Según Crick, uno de los principales motivos que le llevaron a investigar el ADN fue refutar la religión. «Me pregunté cuáles eran las dos cosas que parecen inexplicables y se usan para apoyar las creencias religiosas: la diferencia entre las cosas vivas y las no vivas, y el fenómeno de la conciencia» (The Daily Telegraph, 21-III-3003). Tras descubrimientos como el suyo, dice, «la hipótesis de Dios está más bien desacreditada». Lo que parece desacreditado es utilizar la religión para decidir cuestiones científicas o recurrir a la ciencia para dirimir cuestiones religiosas que trascienden al método experimental. Hoy hemos aprendido a deslindar ambos campos. Pero se ve que los prejuicios pueden ser también antirreligiosos. Y aunque se llegara a determinar con exactitud la base biológica de la conciencia, eso no equivaldría a decidir la validez racional de los contenidos de la conciencia, entre los que se cuentan las creencias religiosas, las teorías científicas o el ateísmo de Crick. Una causa no es una razón.

Por su parte, Watson señala que «por primera vez, tenemos las herramientas para modificar la naturaleza genética de los seres humanos», y añade que «eso no tiene que ser a priori algo negativo» (El Mundo, 25-IV-2003). Claro que no: justo lo que se discute es cuándo está bien y cuándo mal. Pero luego Watson corta la discusión atribuyendo a creencias religiosas la postura de pedir restricciones legales a la clonación humana, la manipulación genética y otras técnicas semejantes. Así, la prohibición de experimentar con células madres embrionarias, dice, «se sustenta en motivos puramente religiosos». Pero la cuestión es que la biotecnología no justifica la manipulación genética, al igual que la física de partículas no basta para dar por buena la bomba atómica.

De ahí que no sirvan de gran ayuda argumentos como este, también de Watson: «Si una mujer está desesperada por tener hijos y la clonación es la única manera en la que puede lograrlo y la técnica es segura, no veo por qué no va a poder usarla». Los espinosos debates bioéticos no pueden resolverse por criterios puramente utilitaristas. Así lo recordó el filósofo Jürgen Habermas en unas declaraciones a Le Monde (20-XII-2002), con motivo de la publicación de su libro El futuro de la naturaleza humana.

Distintas cosmovisiones

Habermas advierte que «en las cuestiones empíricas, confiamos en los expertos científicos (…) para que establezcan lo que la sociedad -por ejemplo, ante los tribunales- debe considerar como verdadero o falso.
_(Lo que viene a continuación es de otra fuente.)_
#[cfg(test)]
mod tests {
    use super::*;
    use tokio::sync::Mutex;

    fn stdio_config(name: &str) -> McpServerConfig {
        McpServerConfig {
            name: name.into(),
            transport: TransportKind::Stdio,
            command: Some("unused-in-tests".into()),
            args: vec![],
            url: None,
            enabled: true,
        }
    }

    /// A scripted in-process server.
    struct ScriptedTransport {
        tools: Vec<Value>,
        call_result: Value,
        calls: Arc<Mutex<Vec<Value>>>,
    }

    impl ScriptedTransport {
        fn new(tools: Vec<Value>, call_result: Value) -> Self {
            Self {
                tools,
                call_result,
                calls: Arc::new(Mutex::new(Vec::new())),
            }
        }
    }

    #[async_trait]
    impl McpTransport for ScriptedTransport {
        async fn request(&self, method: &str, params: Option<Value>) -> Result<Value, SkillError> {
            match method {
                "initialize" => Ok(serde_json::json!({"protocolVersion": rpc::PROTOCOL_VERSION})),
                "tools/list" => Ok(serde_json::json!({"tools": self.tools})),
                "tools/call" => {
                    self.calls.lock().await.push(params.unwrap_or(Value::Null));
                    Ok(self.call_result.clone())
                }
                other => Err(SkillError::Transport(format!("unexpected method {other}"))),
            }
        }

        async fn notify(&self, _method: &str, _params: Option<Value>) -> Result<(), SkillError> {
            Ok(())
        }

        async fn close(&self) {}
    }

    fn scripted_source(
        name: &str,
        transport: Arc<ScriptedTransport>,
    ) -> McpSource {
        let factory: TransportFactory = Box::new(move || {
            let transport = transport.clone();
            Box::pin(async move { Ok(transport as Arc<dyn McpTransport>) })
        });
        McpSource::with_factory(stdio_config(name), factory)
    }

    fn list_tool() -> Value {
        serde_json::json!({
            "name": "list_directory",
            "description": "List a directory",
            "inputSchema": {"type": "object", "properties": {"path": {"type": "string"}}}
        })
    }

    #[tokio::test]
    async fn tools_are_prefixed() {
        let transport = Arc::new(ScriptedTransport::new(
            vec![list_tool()],
            serde_json::json!({"content": []}),
        ));
        let source = scripted_source("files", transport);
        source.initialize().await.unwrap();

        assert_eq!(source.name(), "mcp-files");
        let tools = source.get_tools().await.unwrap();
        assert_eq!(tools.len(), 1);
        assert_eq!(tools[0].name, "mcp-files.list_directory");
        assert_eq!(tools[0].description, "List a directory");
    }

    #[tokio::test]
    async fn execute_strips_prefix_before_forwarding() {
        let transport = Arc::new(ScriptedTransport::new(
            vec![list_tool()],
            serde_json::json!({"content": [{"type": "text", "text": "[]"}]}),
        ));
        let calls = transport.calls.clone();
        let source = scripted_source("files", transport);
        source.initialize().await.unwrap();

        let ctx = SessionContext::new("s1");
        let result = source
            .execute(
                "mcp-files.list_directory",
                serde_json::json!({"path": "."}),
                &ctx,
            )
            .await
            .unwrap();
        assert_eq!(result, Value::String("[]".into()));

        let recorded = calls.lock().await;
        assert_eq!(recorded[0]["name"], "list_directory");
        assert_eq!(recorded[0]["arguments"]["path"], ".");
    }

    #[tokio::test]
    async fn disconnected_source_fails_fast() {
        let transport = Arc::new(ScriptedTransport::new(vec![], Value::Null));
        let source = scripted_source("files", transport);
        // Never initialized: no tools, no execution, no queueing.
        assert!(source.get_tools().await.unwrap().is_empty());

        let ctx = SessionContext::new("s1");
        let err = source
            .execute("mcp-files.list_directory", serde_json::json!({}), &ctx)
            .await
            .unwrap_err();
        assert!(matches!(err, SkillError::NotConnected(_)));
    }

    #[test]
    fn extraction_rules() {
        // One text block: its text.
        let one = serde_json::json!({"content": [{"type": "text", "text": "hello"}]});
        assert_eq!(
            extract_call_result("t", one).unwrap(),
            Value::String("hello".into())
        );

        // Several: joined with newlines.
        let many = serde_json::json!({"content": [
            {"type": "text", "text": "a"},
            {"type": "image", "data": "zzz"},
            {"type": "text", "text": "b"}
        ]});
        assert_eq!(
            extract_call_result("t", many).unwrap(),
            Value::String("a\nb".into())
        );

        // None: the raw response.
        let raw = serde_json::json!({"content": [{"type": "image", "data": "zzz"}]});
        assert_eq!(extract_call_result("t", raw.clone()).unwrap(), raw);

        // Server-flagged error.
        let err = serde_json::json!({"content": [{"type": "text", "text": "nope"}], "isError": true});
        let e = extract_call_result("t", err).unwrap_err();
        assert!(e.to_string().contains("nope"));
    }

    #[test]
    fn backoff_schedule() {
        assert_eq!(reconnect_delay(1), Duration::from_millis(5000));
        assert_eq!(reconnect_delay(2), Duration::from_millis(10000));
        assert_eq!(reconnect_delay(3), Duration::from_millis(20000));
        assert_eq!(reconnect_delay(4), Duration::from_millis(40000));
        assert_eq!(reconnect_delay(5), Duration::from_millis(60000));
        assert_eq!(reconnect_delay(12), Duration::from_millis(60000));
    }

    /// Factory that fails a fixed number of times, recording attempt times.
    fn flaky_factory(
        failures: u32,
        transport: Arc<ScriptedTransport>,
        attempts: Arc<Mutex<Vec<tokio::time::Instant>>>,
    ) -> TransportFactory {
        let count = Arc::new(AtomicU32::new(0));
        Box::new(move || {
            let transport = transport.clone();
            let attempts = attempts.clone();
            let count = count.clone();
            Box::pin(async move {
                attempts.lock().await.push(tokio::time::Instant::now());
                if count.fetch_add(1, Ordering::SeqCst) < failures {
                    Err(SkillError::Transport("server not up yet".into()))
                } else {
                    Ok(transport as Arc<dyn McpTransport>)
                }
            })
        })
    }

    #[tokio::test(start_paused = true)]
    async fn reconnects_with_exponential_backoff() {
        let transport = Arc::new(ScriptedTransport::new(
            vec![list_tool()],
            serde_json::json!({"content": []}),
        ));
        let attempts = Arc::new(Mutex::new(Vec::new()));
        let source = McpSource::with_factory(
            stdio_config("files"),
            flaky_factory(2, transport, attempts.clone()),
        );

        // First attempt fails and schedules the supervisor.
        assert!(source.initialize().await.is_err());

        // Let the paused clock run the 5 s and 10 s retries.
        tokio::time::sleep(Duration::from_secs(20)).await;

        assert!(source.is_connected().await);
        let tools = source.get_tools().await.unwrap();
        assert_eq!(tools[0].name, "mcp-files.list_directory");

        let recorded = attempts.lock().await;
        assert_eq!(recorded.len(), 3);
        assert_eq!(recorded[1] - recorded[0], Duration::from_secs(5));
        assert_eq!(recorded[2] - recorded[1], Duration::from_secs(10));
    }

    #[tokio::test(start_paused = true)]
    async fn destroy_cancels_reconnect() {
        let transport = Arc::new(ScriptedTransport::new(vec![], Value::Null));
        let attempts = Arc::new(Mutex::new(Vec::new()));
        // Never succeeds.
        let source = McpSource::with_factory(
            stdio_config("files"),
            flaky_factory(u32::MAX, transport, attempts.clone()),
        );

        assert!(source.initialize().await.is_err());
        tokio::time::sleep(Duration::from_secs(6)).await;
        source.destroy().await;

        let frozen = attempts.lock().await.len();
        tokio::time::sleep(Duration::from_secs(300)).await;
        assert_eq!(attempts.lock().await.len(), frozen);
    }

    #[tokio::test]
    async fn successful_reconnect_resets_attempts() {
        let transport = Arc::new(ScriptedTransport::new(vec![], serde_json::json!({})));
        let source = scripted_source("files", transport);
        source.inner.attempts.store(7, Ordering::SeqCst);
        source.initialize().await.unwrap();
        assert_eq!(source.inner.attempts.load(Ordering::SeqCst), 0);
    }

    #[tokio::test]
    async fn malformed_config_fails_at_initialize() {
        let mut config = stdio_config("broken");
        config.command = None;
        let source = McpSource::new(config);
        let err = source.initialize().await.unwrap_err();
        assert!(err.to_string().contains("command"));
        source.destroy().await;
    }
}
En cambio, en materia de ética, donde las cuestiones dependen en gran parte de cosmovisiones, ninguna institución puede evitar que los ciudadanos se formen su propio juicio». En este aspecto, «la cosmovisión del naturalismo cientista no tiene, en sí misma, estatuto de ciencia», sino que entra en concurrencia con otras cosmovisiones. La prueba es que otros científicos no comparten el ateísmo de Watson y Crick. Francis Collins, sucesor de Watson en la dirección del Proyecto Genoma Humano, es cristiano practicante. «No se debe suponer que la postura tan enérgicamente defendida por Watson y Crick representa la opinión de todos los científicos» (The Daily Telegraph, 21-III-2003).

Por tanto, no tiene sentido evitar el debate diciendo que «la ciencia es imparable». La ley está precisamente para regular lo que se puede hacer, tanto en la ciencia como en la economía o la procreación asistida. Pues en debates en que intervienen distintas visiones del mundo hay que saber oír todas las posturas, científicas y humanistas, religiosas y secularizadas. El propio Habermas reconoce en esa entrevista que «en lo que concierne a las cuestiones fundamentales de ética política, las voces religiosas tienen al menos el mismo derecho a hacerse oír en el espacio público. Es verdad que las opiniones representadas por medio de una retórica religiosa solo pueden contar con el asentimiento democrático si se traducen a un lenguaje universalmente accesible, por ejemplo al lenguaje filosófico». No podrán apelar a un argumento de autoridad que otros no reconocen, como tampoco un científico puede limitarse a invocar la mera perspectiva de la ciencia soslayando los razonamientos éticos.